According to the Centers for Disease Control and Prevention (CDC), sensory hair cell injury accounts for 90 percent of hearing loss cases in the United States. Meanwhile, the World Health Organization (WHO) reports that about "360 million people worldwide have disabling hearing loss, and 32 million of these are children."
But what if these hair cells could be regrown? That's the idea behind a study conducted by a team of scientists from Harvard University and the Massachusetts Institute of Technology (MIT). Their research has long been in the making and is now published in the journal Cell Reports.
In 2012, lead scientist Albert Edge discovered stem cells in the ear called Lgr5+ cells. These were also found in the lining of human intestines, where they actively regenerate every eight days. Edge's team found a way to convince these stem cells to develop into hair cells instead of intestinal cells. The process took a great deal of time, however, and it only yielded 200 hair cells. Now, the team had managed to grow 11,500 hair cells from the Lgr5+ cells in mice, which are among the few mammals whose cells can regenerate when they are newly born.
The researchers achieved this higher yield by adding a new step to their process. After taking the Lgr5+ cells from the mice, they coaxed them to divide within a special growth medium. This increased the number of Lgr5+ cells two-thousandfold. The stem cells were then moved to a different kind of growth culture, at which point certain chemicals were added that turned the Lgr5+ cells into hair cells.
"A Big Advance"
Each human ear has about 16,000 hair cells in its cochlea, the actual hearing organ found deep in the ear canal. These hair cells are divided into outer hair cells and inner hair cells, each with a specialized role in handling sound.

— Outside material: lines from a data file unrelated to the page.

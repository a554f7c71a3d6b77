//! 터미널 렌더러.
//!
//! 뷰 모델을 사람이 읽는 텍스트로 바꾼다. 출력은 stdout, 로그는 stderr.
//! 모든 함수는 문자열을 돌려주며 직접 출력하지 않는다.

use infrawatch_core::models::alert::{AlertKind, DisplayAlert};
use infrawatch_core::models::chat::{ChatMessage, ChatRole};
use infrawatch_core::models::network::format_bytes;
use infrawatch_core::models::predictive::Confidence;
use infrawatch_dashboard::alerts::AlertCounts;
use infrawatch_dashboard::markdown::{InlineText, Span};
use infrawatch_dashboard::pagination::PaginationState;
use infrawatch_dashboard::selection::EnvironmentSelector;
use infrawatch_dashboard::summary::{summary_title, PerformanceSummary, SummarySource};
use infrawatch_dashboard::summary_parser::{ParsedSummary, Severity};
use infrawatch_dashboard::views::app_logs::{AnalysisOutcome, AppLogsData};
use infrawatch_dashboard::views::network_metrics::NetworkMetricsData;
use infrawatch_dashboard::views::overview::OverviewData;
use infrawatch_dashboard::views::server_metrics::{AnalysisPanel, ServerMetricsData};
use std::fmt::Write;

/// 출력 스타일
#[derive(Debug, Clone, Copy, PartialEq, Eq)]
pub enum Style {
    Plain,
    Ansi,
}

impl Style {
    /// stdout이 터미널이면 ANSI
    pub fn detect() -> Self {
        use std::io::IsTerminal;
        if std::io::stdout().is_terminal() {
            Style::Ansi
        } else {
            Style::Plain
        }
    }

    fn bold(self, text: &str) -> String {
        match self {
            Style::Ansi => format!("\x1b[1m{text}\x1b[0m"),
            Style::Plain => text.to_string(),
        }
    }

    fn dim(self, text: &str) -> String {
        match self {
            Style::Ansi => format!("\x1b[2m{text}\x1b[0m"),
            Style::Plain => text.to_string(),
        }
    }
}

/// 섹션 제목 줄
fn heading(out: &mut String, style: Style, title: &str) {
    let _ = writeln!(out, "{}", style.bold(title));
    let _ = writeln!(out, "{}", "─".repeat(title.chars().count().max(8)));
}

/// 인라인 마크다운 렌더
pub fn inline(text: &InlineText, style: Style) -> String {
    let mut out = String::new();
    for span in text.spans() {
        match span {
            Span::Text(s) => out.push_str(s),
            Span::Bold(s) => out.push_str(&style.bold(s)),
            Span::Emphasis(s) => out.push_str(&style.dim(s)),
            Span::Code(s) => {
                let _ = write!(out, "`{s}`");
            }
            Span::Heading(s) => out.push_str(&style.bold(s)),
            Span::LineBreak => out.push('\n'),
        }
    }
    out
}

fn confidence_label(confidence: Confidence) -> &'static str {
    match confidence {
        Confidence::High => "High Risk",
        Confidence::Medium => "Medium Risk",
        Confidence::Low => "Low Risk",
    }
}

pub fn overview(
    data: &OverviewData,
    summary: &PerformanceSummary,
    parsed: &ParsedSummary,
    style: Style,
) -> String {
    let mut out = String::new();
    let health = data.health();

    heading(&mut out, style, "Dashboard");
    let _ = writeln!(out, "Total Application Errors : {}", data.total_errors());
    let _ = writeln!(
        out,
        "Health Status            : {} healthy, {} warning, {} critical",
        health.good, health.warning, health.critical
    );
    for alert in data.error_alerts() {
        let _ = writeln!(out, "  [{}] {}", alert.kind, alert.message);
    }
    out.push('\n');

    heading(&mut out, style, &summary_title(&data.selection));
    let _ = writeln!(out, "Past 24 Hours • Monitoring {}", data.server_count_label());
    match summary.source {
        SummarySource::Empty => {
            let _ = writeln!(out, "(요약 없음: 서버 메트릭 대기 중)");
        }
        SummarySource::Unavailable => {
            let _ = writeln!(out, "{}", summary.text);
        }
        SummarySource::Cache | SummarySource::Generated => {
            if !parsed.overview.is_empty() {
                let _ = writeln!(out, "\n{}", style.bold("System Overview"));
                let _ = writeln!(out, "{}", inline(&parsed.overview, style).trim_end());
            }
            if !parsed.critical_issues.is_empty() {
                let _ = writeln!(out, "\n{}", style.bold("Critical Issues"));
                for issue in &parsed.critical_issues {
                    let _ = writeln!(out, "  • {}", inline(issue, style));
                }
            }
            if !parsed.failure_predictions.is_empty() {
                let _ = writeln!(out, "\n{}", style.bold("Server Failure Predictions"));
                for prediction in &parsed.failure_predictions {
                    let severity = match prediction.severity {
                        Severity::Critical => "CRITICAL",
                        Severity::High => "HIGH",
                    };
                    let _ = writeln!(
                        out,
                        "  • {} [{severity}] {}",
                        prediction.server,
                        inline(&prediction.issue, style)
                    );
                }
            }
            if !parsed.server_health.is_empty() {
                let _ = writeln!(out, "\n{}", style.bold("Server Health"));
                for note in &parsed.server_health {
                    let _ = writeln!(out, "  • {}: {}", note.server, inline(&note.status, style));
                }
            }
            if !parsed.recommendations.is_empty() {
                let _ = writeln!(out, "\n{}", style.bold("Recommendations"));
                for rec in &parsed.recommendations {
                    let _ = writeln!(out, "  • {}", inline(rec, style));
                }
            }
        }
    }

    let lines = data.risk_lines();
    if !lines.is_empty() {
        out.push('\n');
        heading(&mut out, style, "Critical Servers - Failure Risk Detected");
        for line in lines {
            let _ = writeln!(
                out,
                "  {} ({})\n    Server Performance: {} is experiencing {}...",
                line.global_name,
                confidence_label(line.confidence),
                line.global_name,
                line.issue_preview
            );
        }
    }

    let critical = data.critical_servers(parsed);
    if !critical.is_empty() {
        let _ = writeln!(out, "\nAt-risk servers: {}", critical.join(", "));
    }
    out
}

pub fn servers(data: &ServerMetricsData, style: Style) -> String {
    let mut out = String::new();
    let stats = &data.stats;
    heading(&mut out, style, "Server Metrics");
    let _ = writeln!(
        out,
        "Total {} | Healthy {} | Critical {} | Avg CPU {:.2}% | Avg Memory {:.2}% | Avg Disk {:.2}%",
        stats.total, stats.healthy, stats.critical, stats.avg_cpu, stats.avg_memory, stats.avg_disk
    );
    if data.metrics.is_empty() {
        let _ = writeln!(out, "No server metrics available");
        return out;
    }
    out.push('\n');

    for card in data.cards() {
        let marker = if card.highlighted { "▶ " } else { "  " };
        let name = if card.highlighted {
            style.bold(&card.global_name)
        } else {
            card.global_name.clone()
        };
        let badge = if card.failure_risk.is_some() {
            " [Failure Risk]"
        } else {
            ""
        };
        let s = card.sample;
        let _ = writeln!(
            out,
            "{marker}{name}{badge}  {:?}  CPU {:.1}%  MEM {:.1}%  DISK {:.1}%  TEMP {:.1}°C",
            s.server_health, s.cpu_usage, s.memory_usage, s.disk_utilization, s.cpu_temp
        );
        if let Some(level) = card.risk.level() {
            let _ = writeln!(out, "    risk {level}: {}", card.risk.factors.join(", "));
        }
        if let Some(flag) = card.failure_risk {
            let _ = writeln!(out, "    predicted: {}", flag.predicted_issue);
        }
    }

    if let Some(panel) = &data.analysis {
        out.push('\n');
        out.push_str(&predictive(panel, style));
    }
    out
}

pub fn predictive(panel: &AnalysisPanel, style: Style) -> String {
    let mut out = String::new();
    heading(&mut out, style, &format!("Predictive Analysis - {}", panel.global_name));
    match &panel.analysis {
        Some(analysis) => {
            let _ = writeln!(out, "Predicted Issue : {}", analysis.predicted_issue);
            let _ = writeln!(out, "Confidence      : {:?}", analysis.confidence);
            if !analysis.current_state_summary.is_empty() {
                let _ = writeln!(out, "Current State   : {}", analysis.current_state_summary);
            }
            if let Some(ts) = &analysis.prediction_timestamp {
                let _ = writeln!(out, "Predicted At    : {ts}");
            }
            if !analysis.preventive_actions.is_empty() {
                let _ = writeln!(out, "Preventive Actions:");
                for (i, action) in analysis.preventive_actions.iter().enumerate() {
                    let _ = writeln!(out, "  {}. {action}", i + 1);
                }
            }
        }
        None => {
            let _ = writeln!(out, "No predictive analysis available for this server");
        }
    }
    out
}

fn page_footer(out: &mut String, pagination: &PaginationState) {
    let _ = writeln!(
        out,
        "\nPage {} of {} ({} total, {} per page)",
        pagination.page(),
        pagination.total_pages().max(1),
        pagination.total_count(),
        pagination.page_size()
    );
}

pub fn network(data: &NetworkMetricsData, pagination: &PaginationState, style: Style) -> String {
    let mut out = String::new();
    let stats = &data.stats;
    heading(&mut out, style, "Network Metrics");
    let _ = writeln!(
        out,
        "Requests {} | Success {} | Failed {} | Avg Response {}ms | Bandwidth {}",
        stats.total_requests,
        stats.successful_requests,
        stats.failed_requests,
        stats.avg_response_time,
        format_bytes(stats.total_bandwidth)
    );
    if data.is_empty() {
        let _ = writeln!(out, "No network logs found");
        return out;
    }
    out.push('\n');
    for log in &data.logs {
        let _ = writeln!(
            out,
            "{}  {} → {}  {}:{}  {}  {}  {}ms  [{}/{}]",
            log.timestamp,
            log.source_ip,
            log.destination_ip,
            log.protocol,
            log.port,
            log.status,
            format_bytes(log.bytes_transferred),
            log.response_time,
            log.environment,
            log.server
        );
    }
    page_footer(&mut out, pagination);
    out
}

pub fn logs(data: &AppLogsData, pagination: &PaginationState, style: Style) -> String {
    let mut out = String::new();
    heading(&mut out, style, "Application Logs");
    let stats = &data.stats;
    let _ = writeln!(
        out,
        "Total {} | Critical {} | Error {} | Warning {} | Info {}",
        stats.total_logs, stats.critical_count, stats.error_count, stats.warning_count, stats.info_count
    );
    if let Some(message) = data.empty_message() {
        let _ = writeln!(out, "{message}");
        return out;
    }
    out.push('\n');
    for entry in &data.logs {
        let _ = writeln!(
            out,
            "{} {:<8} {} [{}] {}/{}/{}  ({})",
            entry.timestamp,
            entry.level.as_str(),
            entry.message,
            entry.logger,
            entry.environment,
            entry.server,
            entry.app_name,
            entry.id
        );
        if let Some(kind) = &entry.exception_type {
            let _ = writeln!(
                out,
                "    {kind}: {}",
                entry.exception_message.as_deref().unwrap_or("")
            );
        }
    }
    page_footer(&mut out, pagination);
    out
}

pub fn log_analysis(log_id: &str, outcome: &AnalysisOutcome, style: Style) -> String {
    let mut out = String::new();
    heading(&mut out, style, &format!("LLM Analysis - {log_id}"));
    match outcome {
        AnalysisOutcome::Ready(analysis) => {
            let _ = writeln!(out, "Issue      : {}", analysis.issue);
            let _ = writeln!(out, "Impact     : {}", analysis.impact);
            let _ = writeln!(out, "Resolution : {}", analysis.resolution);
            if !analysis.commands.is_empty() {
                let _ = writeln!(out, "Commands:");
                for cmd in &analysis.commands {
                    let _ = writeln!(out, "  $ {cmd}");
                }
            }
        }
        AnalysisOutcome::Unavailable(message) => {
            let _ = writeln!(out, "{message}");
        }
    }
    out
}

pub fn alerts(alerts: &[DisplayAlert], style: Style) -> String {
    let mut out = String::new();
    let counts = AlertCounts::of(alerts);
    heading(&mut out, style, "Alerts");
    let _ = writeln!(
        out,
        "{} total ({} error, {} warning, {} info)",
        counts.total(),
        counts.error,
        counts.warning,
        counts.info
    );
    if alerts.is_empty() {
        let _ = writeln!(out, "No active alerts");
        return out;
    }
    for alert in alerts {
        let icon = match alert.kind {
            AlertKind::Error => "✖",
            AlertKind::Warning => "▲",
            AlertKind::Info => "ℹ",
        };
        let _ = writeln!(out, "{icon} {}: {}", style.bold(&alert.title), alert.message);
        let mut meta = Vec::new();
        if let Some(server) = &alert.server {
            meta.push(format!("Server: {server}"));
        }
        if !alert.environment.is_empty() {
            meta.push(format!("Environment: {}", alert.environment));
        }
        if let Some(ts) = &alert.starts_at {
            meta.push(format!("Since: {ts}"));
        }
        if !meta.is_empty() {
            let _ = writeln!(out, "    {}", meta.join(" | "));
        }
    }
    out
}

pub fn chat(messages: &[ChatMessage], style: Style) -> String {
    let mut out = String::new();
    for message in messages {
        let who = match message.role {
            ChatRole::User => "You",
            ChatRole::Bot => "Assistant",
            ChatRole::Error => "Error",
        };
        let body = inline(&InlineText::parse(&message.content), style);
        let _ = writeln!(out, "{}: {body}", style.bold(who));
        if message.has_context() {
            let _ = writeln!(out, "    (context: {})", message.id);
        }
    }
    out
}

pub fn environments(selector: &EnvironmentSelector, style: Style) -> String {
    let mut out = String::new();
    heading(&mut out, style, "Environments");
    for env in selector.environments() {
        let marker = if env == selector.selection().environment {
            "*"
        } else {
            " "
        };
        let _ = writeln!(out, "{marker} {env}");
    }
    out.push('\n');
    heading(
        &mut out,
        style,
        &format!("Applications ({})", selector.selection().environment),
    );
    for app in selector.applications() {
        let marker = if app == selector.selection().application {
            "*"
        } else {
            " "
        };
        let _ = writeln!(out, "{marker} {app}");
    }
    out
}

While these lab-grown hair cells seem to have many characteristics similar to these outer and inner hair cells, Edge admits that they may not yet be fully functional. His team tested their technique on a sample of healthy ear tissue taken from a 40-year-old brain tumor patient that underwent a labyrinthectomy. The isolated adult human stem cells did differentiate into hair cells, but not as robustly as the mouse cells had.
Still, neuroscience professor and hair-cell regeneration expert Jeff Corwin from the University of Virginia School of Medicine told Live Science he found the research to be "a very impressive study…by a dream team of scientists." Corwin, who wasn't involved in the study, called it "a big advance" in sensory hearing cell regeneration. "You can see in their paper that they are perfecting their technique as they go along," he added.
While the team works to continue improving their methods, Edge said that their lab-grown hair cells may have one immediate application — large sets of the cells can be made and used to test drugs and identify which compounds can heal damaged hair cells or induce regeneration.